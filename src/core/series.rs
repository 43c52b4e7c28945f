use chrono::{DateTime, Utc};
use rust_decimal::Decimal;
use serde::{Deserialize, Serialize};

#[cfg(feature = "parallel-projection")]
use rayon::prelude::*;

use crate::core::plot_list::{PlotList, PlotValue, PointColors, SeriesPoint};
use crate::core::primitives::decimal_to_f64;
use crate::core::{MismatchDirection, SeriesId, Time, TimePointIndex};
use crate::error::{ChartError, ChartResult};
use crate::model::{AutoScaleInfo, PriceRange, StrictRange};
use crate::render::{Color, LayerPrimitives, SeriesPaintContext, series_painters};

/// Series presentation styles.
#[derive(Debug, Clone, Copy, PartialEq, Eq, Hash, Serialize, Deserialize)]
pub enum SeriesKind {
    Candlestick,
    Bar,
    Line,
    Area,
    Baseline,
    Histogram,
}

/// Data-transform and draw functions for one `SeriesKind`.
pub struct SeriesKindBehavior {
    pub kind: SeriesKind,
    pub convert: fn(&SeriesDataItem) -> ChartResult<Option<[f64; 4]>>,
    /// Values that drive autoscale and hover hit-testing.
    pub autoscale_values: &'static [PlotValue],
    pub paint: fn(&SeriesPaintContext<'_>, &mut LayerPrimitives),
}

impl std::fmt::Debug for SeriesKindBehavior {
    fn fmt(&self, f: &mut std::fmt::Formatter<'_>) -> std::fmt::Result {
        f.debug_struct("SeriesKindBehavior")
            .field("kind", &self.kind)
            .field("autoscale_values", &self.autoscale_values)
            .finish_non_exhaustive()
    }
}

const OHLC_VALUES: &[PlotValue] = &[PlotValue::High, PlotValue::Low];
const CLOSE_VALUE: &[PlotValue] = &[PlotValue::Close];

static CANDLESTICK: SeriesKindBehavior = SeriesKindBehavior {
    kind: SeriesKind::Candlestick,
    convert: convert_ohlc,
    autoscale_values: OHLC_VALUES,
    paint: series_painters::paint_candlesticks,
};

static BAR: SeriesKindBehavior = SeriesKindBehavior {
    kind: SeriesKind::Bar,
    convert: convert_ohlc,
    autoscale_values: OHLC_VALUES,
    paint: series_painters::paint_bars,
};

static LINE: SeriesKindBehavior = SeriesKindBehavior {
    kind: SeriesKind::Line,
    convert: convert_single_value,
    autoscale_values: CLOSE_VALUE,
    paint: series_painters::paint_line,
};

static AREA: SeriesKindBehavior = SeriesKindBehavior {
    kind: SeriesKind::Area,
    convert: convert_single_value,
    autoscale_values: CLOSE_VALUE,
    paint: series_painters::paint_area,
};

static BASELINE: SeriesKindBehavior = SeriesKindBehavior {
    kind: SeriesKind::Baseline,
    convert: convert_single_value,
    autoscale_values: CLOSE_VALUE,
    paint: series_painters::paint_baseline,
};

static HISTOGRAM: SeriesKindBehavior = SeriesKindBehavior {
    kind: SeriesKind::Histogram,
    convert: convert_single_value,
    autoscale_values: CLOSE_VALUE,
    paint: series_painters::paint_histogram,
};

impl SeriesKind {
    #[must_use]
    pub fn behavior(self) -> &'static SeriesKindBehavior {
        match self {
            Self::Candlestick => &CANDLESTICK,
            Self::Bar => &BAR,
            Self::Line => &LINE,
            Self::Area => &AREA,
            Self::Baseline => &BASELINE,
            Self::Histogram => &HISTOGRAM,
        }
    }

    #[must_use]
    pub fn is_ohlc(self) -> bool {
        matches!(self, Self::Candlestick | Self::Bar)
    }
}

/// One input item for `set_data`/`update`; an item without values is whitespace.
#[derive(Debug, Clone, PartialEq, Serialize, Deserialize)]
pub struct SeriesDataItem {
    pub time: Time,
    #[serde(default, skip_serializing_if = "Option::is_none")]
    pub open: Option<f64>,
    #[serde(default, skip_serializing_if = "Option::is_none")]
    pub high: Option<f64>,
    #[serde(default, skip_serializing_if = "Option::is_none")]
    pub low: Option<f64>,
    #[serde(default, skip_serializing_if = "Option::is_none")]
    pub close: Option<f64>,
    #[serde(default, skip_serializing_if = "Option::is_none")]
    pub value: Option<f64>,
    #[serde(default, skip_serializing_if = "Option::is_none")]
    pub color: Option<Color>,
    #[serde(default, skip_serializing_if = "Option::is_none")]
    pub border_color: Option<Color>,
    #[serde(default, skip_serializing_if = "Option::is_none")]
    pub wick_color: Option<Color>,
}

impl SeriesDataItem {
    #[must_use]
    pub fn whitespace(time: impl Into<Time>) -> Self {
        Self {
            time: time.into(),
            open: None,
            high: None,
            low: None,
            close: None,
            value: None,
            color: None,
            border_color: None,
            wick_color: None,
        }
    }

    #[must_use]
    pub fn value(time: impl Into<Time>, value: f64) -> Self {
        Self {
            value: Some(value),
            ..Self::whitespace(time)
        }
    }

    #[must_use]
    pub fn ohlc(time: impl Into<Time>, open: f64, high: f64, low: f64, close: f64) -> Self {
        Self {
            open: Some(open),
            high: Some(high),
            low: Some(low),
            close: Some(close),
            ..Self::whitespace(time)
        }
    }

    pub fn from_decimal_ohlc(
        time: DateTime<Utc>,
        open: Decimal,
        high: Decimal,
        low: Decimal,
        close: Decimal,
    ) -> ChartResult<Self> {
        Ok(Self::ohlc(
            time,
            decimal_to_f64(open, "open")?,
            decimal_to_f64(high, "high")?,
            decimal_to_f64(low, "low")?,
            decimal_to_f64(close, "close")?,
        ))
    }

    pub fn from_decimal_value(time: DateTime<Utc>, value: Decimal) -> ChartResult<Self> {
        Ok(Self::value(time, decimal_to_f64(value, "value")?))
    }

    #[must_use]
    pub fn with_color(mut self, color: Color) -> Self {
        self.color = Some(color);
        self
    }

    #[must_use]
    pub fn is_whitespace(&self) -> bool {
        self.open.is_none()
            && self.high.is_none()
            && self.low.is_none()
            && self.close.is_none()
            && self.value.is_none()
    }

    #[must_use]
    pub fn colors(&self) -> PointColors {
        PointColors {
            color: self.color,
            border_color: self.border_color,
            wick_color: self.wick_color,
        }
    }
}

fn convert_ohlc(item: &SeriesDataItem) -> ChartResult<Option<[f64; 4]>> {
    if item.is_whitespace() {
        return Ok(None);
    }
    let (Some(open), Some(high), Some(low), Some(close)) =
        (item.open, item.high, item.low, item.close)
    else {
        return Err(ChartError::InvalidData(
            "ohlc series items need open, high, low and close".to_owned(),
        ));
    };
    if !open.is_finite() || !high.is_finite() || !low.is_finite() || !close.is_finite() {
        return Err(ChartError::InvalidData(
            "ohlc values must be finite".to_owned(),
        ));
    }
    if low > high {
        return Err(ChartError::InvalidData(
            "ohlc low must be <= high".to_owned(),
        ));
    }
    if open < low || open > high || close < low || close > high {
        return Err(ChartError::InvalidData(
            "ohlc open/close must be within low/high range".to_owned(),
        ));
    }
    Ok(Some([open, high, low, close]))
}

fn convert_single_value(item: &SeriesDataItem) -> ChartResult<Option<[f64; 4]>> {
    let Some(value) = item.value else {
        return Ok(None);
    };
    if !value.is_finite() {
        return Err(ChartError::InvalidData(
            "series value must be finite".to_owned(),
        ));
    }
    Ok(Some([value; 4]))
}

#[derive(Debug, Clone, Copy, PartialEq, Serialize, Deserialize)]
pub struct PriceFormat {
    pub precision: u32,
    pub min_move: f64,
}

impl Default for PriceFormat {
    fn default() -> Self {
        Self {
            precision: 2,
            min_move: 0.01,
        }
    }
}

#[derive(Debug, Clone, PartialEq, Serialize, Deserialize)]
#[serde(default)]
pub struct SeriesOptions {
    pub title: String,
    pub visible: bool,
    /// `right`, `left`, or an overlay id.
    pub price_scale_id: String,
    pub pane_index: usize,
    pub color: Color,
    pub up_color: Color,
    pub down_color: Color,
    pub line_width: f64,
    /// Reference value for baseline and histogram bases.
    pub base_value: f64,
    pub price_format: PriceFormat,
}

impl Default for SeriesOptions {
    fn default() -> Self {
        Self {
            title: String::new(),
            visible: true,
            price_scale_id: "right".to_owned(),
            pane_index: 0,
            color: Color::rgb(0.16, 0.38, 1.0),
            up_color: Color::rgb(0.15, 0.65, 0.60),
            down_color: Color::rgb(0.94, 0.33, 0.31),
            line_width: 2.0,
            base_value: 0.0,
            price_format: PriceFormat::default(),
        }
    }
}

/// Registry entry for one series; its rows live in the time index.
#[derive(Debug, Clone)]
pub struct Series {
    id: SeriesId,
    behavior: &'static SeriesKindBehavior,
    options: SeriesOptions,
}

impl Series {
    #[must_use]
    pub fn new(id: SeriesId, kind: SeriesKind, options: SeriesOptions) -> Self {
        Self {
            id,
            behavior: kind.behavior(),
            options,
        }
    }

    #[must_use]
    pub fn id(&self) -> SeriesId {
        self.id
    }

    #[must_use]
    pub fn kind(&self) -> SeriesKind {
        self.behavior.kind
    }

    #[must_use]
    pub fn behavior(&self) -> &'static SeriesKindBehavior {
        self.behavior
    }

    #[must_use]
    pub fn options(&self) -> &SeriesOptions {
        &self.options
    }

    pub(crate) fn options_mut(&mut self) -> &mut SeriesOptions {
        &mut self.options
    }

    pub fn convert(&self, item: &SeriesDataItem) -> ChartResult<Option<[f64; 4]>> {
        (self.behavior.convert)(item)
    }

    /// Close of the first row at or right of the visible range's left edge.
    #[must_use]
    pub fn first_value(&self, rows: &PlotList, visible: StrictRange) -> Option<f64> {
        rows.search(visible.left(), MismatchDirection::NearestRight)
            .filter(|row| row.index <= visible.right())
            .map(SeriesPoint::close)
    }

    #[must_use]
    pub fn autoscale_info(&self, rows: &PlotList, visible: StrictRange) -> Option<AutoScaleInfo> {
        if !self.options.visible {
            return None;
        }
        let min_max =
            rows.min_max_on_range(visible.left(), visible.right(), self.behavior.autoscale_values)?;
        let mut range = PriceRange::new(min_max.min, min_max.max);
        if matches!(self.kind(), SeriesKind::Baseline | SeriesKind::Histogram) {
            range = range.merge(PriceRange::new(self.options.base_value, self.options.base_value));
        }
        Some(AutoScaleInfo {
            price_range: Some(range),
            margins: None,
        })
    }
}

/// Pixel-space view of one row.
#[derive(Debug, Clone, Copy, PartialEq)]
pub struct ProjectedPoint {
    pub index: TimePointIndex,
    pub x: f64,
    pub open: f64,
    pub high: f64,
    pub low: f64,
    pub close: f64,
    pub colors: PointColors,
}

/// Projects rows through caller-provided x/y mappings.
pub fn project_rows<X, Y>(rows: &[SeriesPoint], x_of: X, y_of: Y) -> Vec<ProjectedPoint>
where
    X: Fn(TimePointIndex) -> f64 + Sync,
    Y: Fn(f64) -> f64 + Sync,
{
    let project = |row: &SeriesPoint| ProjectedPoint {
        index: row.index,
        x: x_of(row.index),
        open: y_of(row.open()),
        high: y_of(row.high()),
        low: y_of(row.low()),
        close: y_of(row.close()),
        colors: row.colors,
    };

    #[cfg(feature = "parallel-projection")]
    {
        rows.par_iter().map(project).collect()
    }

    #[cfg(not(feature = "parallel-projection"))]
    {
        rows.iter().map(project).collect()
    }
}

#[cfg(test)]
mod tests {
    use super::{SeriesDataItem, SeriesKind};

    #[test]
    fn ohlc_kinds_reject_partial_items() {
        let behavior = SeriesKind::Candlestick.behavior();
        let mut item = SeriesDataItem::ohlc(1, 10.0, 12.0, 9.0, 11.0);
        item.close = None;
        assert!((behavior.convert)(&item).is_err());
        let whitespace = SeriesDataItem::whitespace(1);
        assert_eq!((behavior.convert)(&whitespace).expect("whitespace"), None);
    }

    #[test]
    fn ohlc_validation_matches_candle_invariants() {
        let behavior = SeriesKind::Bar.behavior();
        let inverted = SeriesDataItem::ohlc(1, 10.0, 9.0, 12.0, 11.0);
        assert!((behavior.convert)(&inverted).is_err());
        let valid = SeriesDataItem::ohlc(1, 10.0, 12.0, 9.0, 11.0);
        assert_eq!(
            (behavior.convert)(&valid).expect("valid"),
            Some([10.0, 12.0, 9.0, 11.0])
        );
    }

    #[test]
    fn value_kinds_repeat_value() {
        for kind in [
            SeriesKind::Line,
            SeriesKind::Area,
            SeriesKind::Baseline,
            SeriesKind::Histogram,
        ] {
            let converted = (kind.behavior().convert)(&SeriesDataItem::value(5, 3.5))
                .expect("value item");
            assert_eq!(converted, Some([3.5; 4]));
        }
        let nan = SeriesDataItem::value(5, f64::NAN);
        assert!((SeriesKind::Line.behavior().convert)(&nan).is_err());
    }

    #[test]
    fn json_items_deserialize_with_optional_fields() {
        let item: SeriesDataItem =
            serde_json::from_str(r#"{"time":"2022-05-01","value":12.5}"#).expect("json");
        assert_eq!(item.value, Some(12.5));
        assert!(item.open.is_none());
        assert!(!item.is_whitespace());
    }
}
* * * * * * *
§ **PROBLEM TO WORK ON**:
Show each line in the entries that holds the string "visible".

§ **EXERCISE ANSWER**:
    pub visible: bool,
            visible: true,
    /// Close of the first row at or right of the visible range's left edge.
    pub fn first_value(&self, rows: &PlotList, visible: StrictRange) -> Option<f64> {
        rows.search(visible.left(), MismatchDirection::NearestRight)
            .filter(|row| row.index <= visible.right())
    pub fn autoscale_info(&self, rows: &PlotList, visible: StrictRange) -> Option<AutoScaleInfo> {
        if !self.options.visible {
            rows.min_max_on_range(visible.left(), visible.right(), self.behavior.autoscale_values)?;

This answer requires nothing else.